WHAT THE TASK REQUIRES: Provide only the number of lines in the data below that contain the word "NotPositiveDefinite".

[Saved entries]
:::::
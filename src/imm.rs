// Infinite Gaussian mixture sampler with an optional null class

use crate::clust::Clustering;
use crate::error::{Error, Result};
use crate::folds::{Folds, KFold};
use crate::mcmc::{cross_validated_update, row_sums, simple_update, Outcomes};
use crate::mixture::{GaussianMixture, MixtureUpdater};
use crate::prelude::{Density, Mass};
use crate::prior::NormalWishart;
use crate::wgt::Weights;

use nalgebra::DMatrix;
use rand::Rng;
use std::borrow::Cow;
use tracing::{debug, trace};

/// Settings of one sampling call.
#[derive(Debug, Clone, PartialEq)]
pub struct SampleOptions {
    pub n_iterations: usize,
    /// Points where the averaged density is reported instead of the observations.
    pub sampling_points: Option<DMatrix<f64>>,
    /// Restart from a single component holding every observation.
    pub init: bool,
    /// Cross-validated sweeps when set.
    pub kfold: Option<KFold>,
}

impl Default for SampleOptions {
    fn default() -> Self {
        Self {
            n_iterations: 1,
            sampling_points: None,
            init: false,
            kfold: None,
        }
    }
}

impl SampleOptions {
    pub fn new(n_iterations: usize) -> Self {
        Self {
            n_iterations,
            ..Self::default()
        }
    }

    pub fn with_sampling_points(mut self, points: DMatrix<f64>) -> Self {
        self.sampling_points = Some(points);
        self
    }

    pub fn with_init(mut self, init: bool) -> Self {
        self.init = init;
        self
    }

    pub fn with_kfold(mut self, kfold: KFold) -> Self {
        self.kfold = Some(kfold);
        self
    }
}

/// Output of `InfiniteMixture::sample_with_null`.
#[derive(Debug, Clone, PartialEq)]
pub struct NullSample {
    /// Averaged density of the non-null part of the model.
    pub density: Vec<f64>,
    /// Fraction of sweeps in which each observation was assigned to the null class.
    pub null_posterior: Vec<f64>,
}

/// A Dirichlet process mixture of Gaussians.
///
/// `k` is the number of active components; the weights have `k + 1` entries, the last
/// being the mass of opening a new component, whose density is the prior predictive.
#[derive(Debug, Clone)]
pub struct InfiniteMixture<M: MixtureUpdater = GaussianMixture> {
    mass: Mass,
    dim: usize,
    prior: Option<NormalWishart>,
    prior_density: Option<Density>,
    null_density: Option<Density>,
    k: usize,
    mixture: M,
}

impl InfiniteMixture<GaussianMixture> {
    pub fn new(mass: Mass, dim: usize) -> Self {
        Self::with_updater(mass, dim, GaussianMixture::new())
    }
}

impl<M: MixtureUpdater> InfiniteMixture<M> {
    pub fn with_updater(mass: Mass, dim: usize, mixture: M) -> Self {
        Self {
            mass,
            dim,
            prior: None,
            prior_density: None,
            null_density: None,
            k: mixture.n_components(),
            mixture,
        }
    }

    pub fn mass(&self) -> Mass {
        self.mass
    }

    pub fn dim(&self) -> usize {
        self.dim
    }

    pub fn n_components(&self) -> usize {
        self.k
    }

    pub fn weights(&self) -> &Weights {
        self.mixture.weights()
    }

    pub fn mixture(&self) -> &M {
        &self.mixture
    }

    pub fn prior(&self) -> Option<&NormalWishart> {
        self.prior.as_ref()
    }

    pub fn null_density(&self) -> Option<Density> {
        self.null_density
    }

    pub fn prior_density(&self) -> Option<Density> {
        self.prior_density
    }

    fn check_dim(&self, x: &DMatrix<f64>) -> Result<()> {
        if x.ncols() != self.dim {
            Err(Error::DimensionMismatch {
                expected: self.dim,
                actual: x.ncols(),
            })
        } else {
            Ok(())
        }
    }

    /// Sets data-driven priors from the empirical moments of `x`.
    pub fn set_priors(&mut self, x: &DMatrix<f64>) -> Result<()> {
        self.check_dim(x)?;
        let prior = NormalWishart::from_data(x)?;
        debug!(
            n_items = x.nrows(),
            dim = self.dim,
            dof = prior.dof(),
            shrinkage = prior.shrinkage(),
            "set priors from data"
        );
        self.prior = Some(prior);
        Ok(())
    }

    pub fn set_prior(&mut self, prior: NormalWishart) -> Result<()> {
        if prior.dim() != self.dim {
            return Err(Error::DimensionMismatch {
                expected: self.dim,
                actual: prior.dim(),
            });
        }
        self.prior = Some(prior);
        Ok(())
    }

    /// Fixes the null density and the prior predictive density to constants. `None`
    /// leaves the null class unset and restores the prior predictive computation.
    pub fn set_constant_densities(
        &mut self,
        null_density: Option<Density>,
        prior_density: Option<Density>,
    ) {
        self.null_density = null_density;
        self.prior_density = prior_density;
    }

    /// Density of every row of `x` under the prior predictive, or the constant prior
    /// density when one is set.
    pub fn likelihood_under_the_prior(&self, x: &DMatrix<f64>) -> Result<Vec<f64>> {
        self.check_dim(x)?;
        match self.prior_density {
            Some(density) => Ok(vec![density.unwrap(); x.nrows()]),
            None => self.prior.as_ref().ok_or(Error::PriorsNotSet)?.predictive(x),
        }
    }

    /// Weighted likelihood of every row of `x` under each of the `k` components, followed
    /// by a column for a new component with the prior likelihood `plike`.
    pub fn likelihood(&self, x: &DMatrix<f64>, plike: &[f64]) -> Result<DMatrix<f64>> {
        self.check_dim(x)?;
        if plike.len() != x.nrows() {
            return Err(Error::LengthMismatch {
                what: "prior likelihood",
                expected: x.nrows(),
                actual: plike.len(),
            });
        }
        let weights = self.mixture.weights();
        if weights.len() != self.k + 1 {
            return Err(Error::LabelOutOfRange {
                label: self.k,
                n_components: weights.n_components(),
            });
        }
        let unweighted = self.mixture.unweighted_likelihood(x)?;
        Ok(DMatrix::from_fn(x.nrows(), self.k + 1, |i, j| {
            let like = if j < self.k { unweighted[(i, j)] } else { plike[i] };
            like * weights[j]
        }))
    }

    /// Draws new indicators from the weighted likelihood `like` of the rows it covers.
    pub fn draw_indicators<R: Rng>(
        &self,
        like: DMatrix<f64>,
        outcomes: &Outcomes,
        rng: &mut R,
    ) -> Result<Clustering> {
        let conditional = outcomes.conditional_likelihood(like);
        let draws = self.mixture.sample_indicator(&conditional, rng)?;
        Ok(outcomes.assign(&draws, self.k))
    }

    /// Removes empty components from `clustering` and sets `k` to the number left.
    pub fn reduce(&mut self, clustering: &mut Clustering) {
        clustering.reduce();
        self.k = clustering.n_clusters();
    }

    /// Redraws the parameters of the `k` components given the observations `x` and
    /// their compacted assignment.
    pub fn update<R: Rng>(
        &mut self,
        x: &DMatrix<f64>,
        clustering: &Clustering,
        rng: &mut R,
    ) -> Result<()> {
        let priors = self
            .prior
            .as_ref()
            .ok_or(Error::PriorsNotSet)?
            .expand(self.k);
        self.mixture.update(x, clustering, &priors, self.mass, rng)
    }

    /// Density of the current mixture, new-component term included, at every row of `points`.
    pub fn mixture_density(&self, points: &DMatrix<f64>) -> Result<Vec<f64>> {
        let plike = self.likelihood_under_the_prior(points)?;
        Ok(row_sums(&self.likelihood(points, &plike)?))
    }

    /// Runs `options.n_iterations` sweeps and returns the averaged density at the
    /// observations, or at the sampling points when given.
    pub fn sample<R: Rng>(
        &mut self,
        x: &DMatrix<f64>,
        options: &SampleOptions,
        rng: &mut R,
    ) -> Result<Vec<f64>> {
        let (density, _) = self.run(x, &Outcomes::Components, options, rng)?;
        Ok(density)
    }

    /// Like `sample` with an extra null outcome of fixed density; `null_probabilities`
    /// holds the prior probability of each observation being null.
    pub fn sample_with_null<R: Rng>(
        &mut self,
        x: &DMatrix<f64>,
        null_probabilities: &[f64],
        options: &SampleOptions,
        rng: &mut R,
    ) -> Result<NullSample> {
        let density = self.null_density.ok_or(Error::NullDensityNotSet)?;
        if null_probabilities.len() != x.nrows() {
            return Err(Error::LengthMismatch {
                what: "null probabilities",
                expected: x.nrows(),
                actual: null_probabilities.len(),
            });
        }
        if let Some((item, &value)) = null_probabilities
            .iter()
            .enumerate()
            .find(|(_, p)| !(0.0..=1.0).contains(*p))
        {
            return Err(Error::InvalidProbability { item, value });
        }
        let outcomes = Outcomes::WithNull {
            density,
            probabilities: null_probabilities.to_vec(),
        };
        let (density, null_posterior) = self.run(x, &outcomes, options, rng)?;
        Ok(NullSample {
            density,
            null_posterior,
        })
    }

    fn run<R: Rng>(
        &mut self,
        x: &DMatrix<f64>,
        outcomes: &Outcomes,
        options: &SampleOptions,
        rng: &mut R,
    ) -> Result<(Vec<f64>, Vec<f64>)> {
        let n_items = x.nrows();
        if n_items == 0 {
            return Err(Error::NoObservations);
        }
        self.check_dim(x)?;
        if self.prior.is_none() {
            return Err(Error::PriorsNotSet);
        }
        if let Some(points) = &options.sampling_points {
            self.check_dim(points)?;
        }
        let fixed_folds = match &options.kfold {
            Some(KFold::Labels(labels)) => Some(Folds::from_labels(labels, n_items)?),
            Some(kfold) => {
                kfold.validate(n_items)?;
                None
            }
            None => None,
        };

        let splike = match &options.sampling_points {
            Some(points) => Some(self.likelihood_under_the_prior(points)?),
            None => None,
        };
        let plike = self.likelihood_under_the_prior(x)?;

        if options.init {
            self.k = 1;
            self.update(x, &Clustering::one_cluster(n_items), rng)?;
        }
        let like = self.likelihood(x, &plike)?;
        let mut clustering = self.draw_indicators(like, outcomes, rng)?;

        let n_points = options
            .sampling_points
            .as_ref()
            .map_or(n_items, |points| points.nrows());
        let mut density = vec![0.0; n_points];
        let mut null_counts = vec![0_usize; n_items];
        for sweep in 0..options.n_iterations {
            let like = match &options.kfold {
                None => simple_update(self, x, &mut clustering, &plike, outcomes, rng)?,
                Some(kfold) => {
                    let folds = match &fixed_folds {
                        Some(folds) => Cow::Borrowed(folds),
                        None => Cow::Owned(Folds::new(kfold, n_items, rng)?),
                    };
                    cross_validated_update(self, x, &mut clustering, &plike, outcomes, &folds, rng)?
                }
            };
            if outcomes.has_null() {
                let like = self.likelihood(x, &plike)?;
                clustering = self.draw_indicators(like, outcomes, rng)?;
                for (count, label) in null_counts.iter_mut().zip(clustering.labels()) {
                    if label.is_none() {
                        *count += 1;
                    }
                }
            }
            let current = match (&options.sampling_points, &splike) {
                (Some(points), Some(splike)) => row_sums(&self.likelihood(points, splike)?),
                _ => like,
            };
            for (d, c) in density.iter_mut().zip(current) {
                *d += c;
            }
            trace!(sweep, k = self.k, "completed sweep");
        }

        let n = options.n_iterations as f64;
        if options.n_iterations > 0 {
            for d in density.iter_mut() {
                *d /= n;
            }
        }
        let null_posterior = null_counts
            .iter()
            .map(|&count| if options.n_iterations > 0 { count as f64 / n } else { 0.0 })
            .collect();
        debug!(
            n_iterations = options.n_iterations,
            k = self.k,
            cross_validated = options.kfold.is_some(),
            null_class = outcomes.has_null(),
            "finished sampling"
        );
        Ok((density, null_posterior))
    }
}
// Wishart and multivariate normal draws

use crate::error::{Error, Result};
use crate::linalg::cholesky;

use nalgebra::{DMatrix, DVector};
use rand::Rng;
use rand_distr::{ChiSquared, Distribution, StandardNormal};

/// Draws a precision matrix from Wishart(`dof`, `scale`) via the Bartlett decomposition.
///
/// The draw has expectation `dof * scale`. Requires `dof > dim - 1`.
pub fn sample_wishart<R: Rng>(dof: f64, scale: &DMatrix<f64>, rng: &mut R) -> Result<DMatrix<f64>> {
    let d = scale.nrows();
    let l = cholesky(scale, "Wishart scale")?.unpack();
    let mut a = DMatrix::<f64>::zeros(d, d);
    for i in 0..d {
        let chi_squared = ChiSquared::new(dof - i as f64).map_err(|e| Error::Distribution {
            detail: format!("chi-squared with {} degrees of freedom: {:?}", dof - i as f64, e),
        })?;
        a[(i, i)] = chi_squared.sample(rng).sqrt();
        for j in 0..i {
            a[(i, j)] = StandardNormal.sample(rng);
        }
    }
    let la = l * a;
    Ok(&la * la.transpose())
}

/// Draws from a multivariate normal given its mean and precision matrix.
pub fn sample_multivariate_normal<R: Rng>(
    mean: &DVector<f64>,
    precision: &DMatrix<f64>,
    rng: &mut R,
) -> Result<DVector<f64>> {
    let l = cholesky(precision, "normal precision")?.unpack();
    let z = DVector::<f64>::from_fn(mean.len(), |_, _| StandardNormal.sample(rng));
    // (L L')^{-1} = L'^{-1} L^{-1}, so L'^{-1} z has the required covariance.
    let offset = l
        .transpose()
        .solve_upper_triangular(&z)
        .ok_or(Error::NotPositiveDefinite {
            what: "normal precision",
        })?;
    Ok(mean + offset)
}
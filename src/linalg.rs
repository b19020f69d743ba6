// Symmetric matrix helpers

use crate::error::{Error, Result};

use nalgebra::{Cholesky, DMatrix, DVector, Dyn};

pub fn cholesky(m: &DMatrix<f64>, what: &'static str) -> Result<Cholesky<f64, Dyn>> {
    Cholesky::new(m.clone()).ok_or(Error::NotPositiveDefinite { what })
}

/// Log-determinant of a symmetric positive definite matrix.
pub fn log_det_sym(m: &DMatrix<f64>, what: &'static str) -> Result<f64> {
    let chol = cholesky(m, what)?;
    Ok(2.0 * chol.l_dirty().diagonal().iter().map(|d| d.ln()).sum::<f64>())
}

/// Determinant of a symmetric positive definite matrix.
pub fn det_sym(m: &DMatrix<f64>, what: &'static str) -> Result<f64> {
    log_det_sym(m, what).map(f64::exp)
}

pub fn inverse_sym(m: &DMatrix<f64>, what: &'static str) -> Result<DMatrix<f64>> {
    Ok(cholesky(m, what)?.inverse())
}

pub fn outer(v: &DVector<f64>) -> DMatrix<f64> {
    v * v.transpose()
}

/// Sample mean and (biased) sample covariance of the rows of `x`.
pub fn mean_and_covariance(x: &DMatrix<f64>) -> (DVector<f64>, DMatrix<f64>) {
    let mean = row_mean(x);
    let mut covariance = scatter(x, &mean);
    if x.nrows() > 0 {
        covariance /= x.nrows() as f64;
    }
    (mean, covariance)
}

pub fn row_mean(x: &DMatrix<f64>) -> DVector<f64> {
    let mut mean = DVector::zeros(x.ncols());
    for row in x.row_iter() {
        mean += row.transpose();
    }
    if x.nrows() > 0 {
        mean /= x.nrows() as f64;
    }
    mean
}

/// Sum of outer products of the rows of `x` centered at `center`.
pub fn scatter(x: &DMatrix<f64>, center: &DVector<f64>) -> DMatrix<f64> {
    let mut s = DMatrix::zeros(x.ncols(), x.ncols());
    for row in x.row_iter() {
        let d = row.transpose() - center;
        s += outer(&d);
    }
    s
}
use statrs::distribution::{ChiSquared, ContinuousCDF};

/// Chi-square goodness-of-fit test of a sampler of categories `0..probabilities.len()`.
///
/// Adjacent categories are pooled until their expected count reaches five.
pub fn assert_goodness_of_fit(
    n_samples: usize,
    probabilities: &[f64],
    mut sample: impl FnMut() -> usize,
    alpha: f64,
) -> Option<String> {
    let ns = n_samples as f64;
    let mut counts = vec![0_usize; probabilities.len()];
    for _ in 0..n_samples {
        counts[sample()] += 1;
    }
    let threshold = 5.0;
    let mut chisq = 0.0;
    let mut df = 0;
    let mut observed = 0;
    let mut expected = 0.0;
    for (count, probability) in counts.iter().zip(probabilities.iter()) {
        observed += count;
        expected += ns * probability;
        if expected >= threshold {
            let o = observed as f64;
            chisq += (o - expected) * (o - expected) / expected;
            df += 1;
            observed = 0;
            expected = 0.0;
        }
    }
    if expected > 0.0 {
        let o = observed as f64;
        chisq += (o - expected) * (o - expected) / expected;
        df += 1;
    } else if observed > 0 {
        return Some(format!(
            "Sampled {} items from categories with negligible probability.",
            observed
        ));
    }
    let distr = ChiSquared::new((df - 1) as f64).unwrap();
    let p_value = 1.0 - distr.cdf(chisq);
    if p_value <= alpha {
        Some(format!(
            "Rejected goodness of fit test... p-value: {:.8}, chisq: {:.2}, df: {}",
            p_value, chisq, df
        ))
    } else {
        None
    }
}
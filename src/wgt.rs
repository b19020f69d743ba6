use crate::prelude::Mass;

/// Mixing proportions of the active components followed by the mass reserved for
/// opening a new component. Always normalized.
#[derive(Debug, Clone, PartialEq)]
pub struct Weights(Vec<f64>);

impl Weights {
    /// Weights with no active component: all mass goes to a new component.
    pub fn only_new() -> Weights {
        Weights(vec![1.0])
    }

    /// Occupation counts shifted by the mass, with the mass alone for a new component.
    pub fn from_counts(counts: &[usize], mass: Mass) -> Weights {
        let w: Vec<f64> = counts
            .iter()
            .map(|&count| count as f64 + mass)
            .chain(std::iter::once(mass.unwrap()))
            .collect();
        Weights::normalized(w)
    }

    pub fn from(w: &[f64]) -> Option<Weights> {
        if w.is_empty() {
            return None;
        }
        for ww in w.iter() {
            if ww.is_nan() || ww.is_infinite() || *ww < 0.0 {
                return None;
            }
        }
        if w.iter().sum::<f64>() <= 0.0 {
            return None;
        }
        Some(Weights::normalized(Vec::from(w)))
    }

    fn normalized(mut w: Vec<f64>) -> Weights {
        let sum: f64 = w.iter().sum();
        for ww in w.iter_mut() {
            *ww /= sum;
        }
        Weights(w)
    }

    pub fn len(&self) -> usize {
        self.0.len()
    }

    pub fn is_empty(&self) -> bool {
        self.0.is_empty()
    }

    /// Number of active components covered by these weights.
    pub fn n_components(&self) -> usize {
        self.0.len() - 1
    }

    /// Weight of opening a new component.
    pub fn new_component(&self) -> f64 {
        self.0[self.0.len() - 1]
    }

    pub fn as_slice(&self) -> &[f64] {
        &self.0[..]
    }
}

impl Default for Weights {
    fn default() -> Self {
        Weights::only_new()
    }
}

impl std::ops::Index<usize> for Weights {
    type Output = f64;
    fn index(&self, i: usize) -> &Self::Output {
        &self.0[i]
    }
}
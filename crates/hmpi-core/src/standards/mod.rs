pub mod builtin;
pub mod registry;
pub mod schema;

use std::collections::HashSet;
use std::path::Path;

use rust_decimal::Decimal;

use crate::error::HmpiError;
use crate::parsing::normalize_metal;
pub use registry::{MetalStandard, ReferenceStandard, StandardsRegistry};
use schema::StandardsDef;

/// Load a standards definition from a JSON file.
pub fn load_standards(path: &Path) -> Result<StandardsDef, HmpiError> {
    let content = std::fs::read_to_string(path).map_err(|e| HmpiError::StandardsLoad {
        path: path.to_path_buf(),
        reason: e.to_string(),
    })?;
    parse_standards(&content, path)
}

/// Load and validate a standards file straight into a registry.
pub fn load_registry(path: &Path) -> Result<StandardsRegistry, HmpiError> {
    let def = load_standards(path)?;
    StandardsRegistry::new(&def)
}

/// Parse a standards definition from a JSON string.
pub fn parse_standards(json: &str, source: &Path) -> Result<StandardsDef, HmpiError> {
    let def: StandardsDef = serde_json::from_str(json).map_err(|e| HmpiError::StandardsLoad {
        path: source.to_path_buf(),
        reason: e.to_string(),
    })?;
    validate_standards(&def)?;
    Ok(def)
}

/// Parse a standards definition from a JSON string (no file path context).
pub fn parse_standards_str(json: &str) -> Result<StandardsDef, HmpiError> {
    let def: StandardsDef = serde_json::from_str(json).map_err(HmpiError::Json)?;
    validate_standards(&def)?;
    Ok(def)
}

/// Validate that a standards definition is well-formed.
///
/// Every limit and weight must be strictly positive: a zero limit would make
/// the per-metal sub-index a division by zero.
pub fn validate_standards(def: &StandardsDef) -> Result<(), HmpiError> {
    if def.standards.is_empty() {
        return Err(HmpiError::StandardsInvalid(
            "standards must not be empty".into(),
        ));
    }

    let mut seen = HashSet::new();
    for standard in &def.standards {
        let key = normalize_metal(&standard.metal);
        if key.is_empty() {
            return Err(HmpiError::StandardsInvalid(
                "metal name must not be empty".into(),
            ));
        }

        if !seen.insert(key.clone()) {
            return Err(HmpiError::StandardsInvalid(format!(
                "metal '{}' is listed more than once",
                key
            )));
        }

        check_positive(&key, "bis", standard.bis)?;
        check_positive(&key, "who", standard.who)?;
        check_positive(&key, "weight", standard.weight)?;
    }

    Ok(())
}

fn check_positive(metal: &str, field: &str, value: Decimal) -> Result<(), HmpiError> {
    if value <= Decimal::ZERO {
        return Err(HmpiError::InvalidStandard {
            metal: metal.to_string(),
            reason: format!("{} must be greater than zero (got {})", field, value),
        });
    }
    Ok(())
}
:::::
RESULT BELOW: 2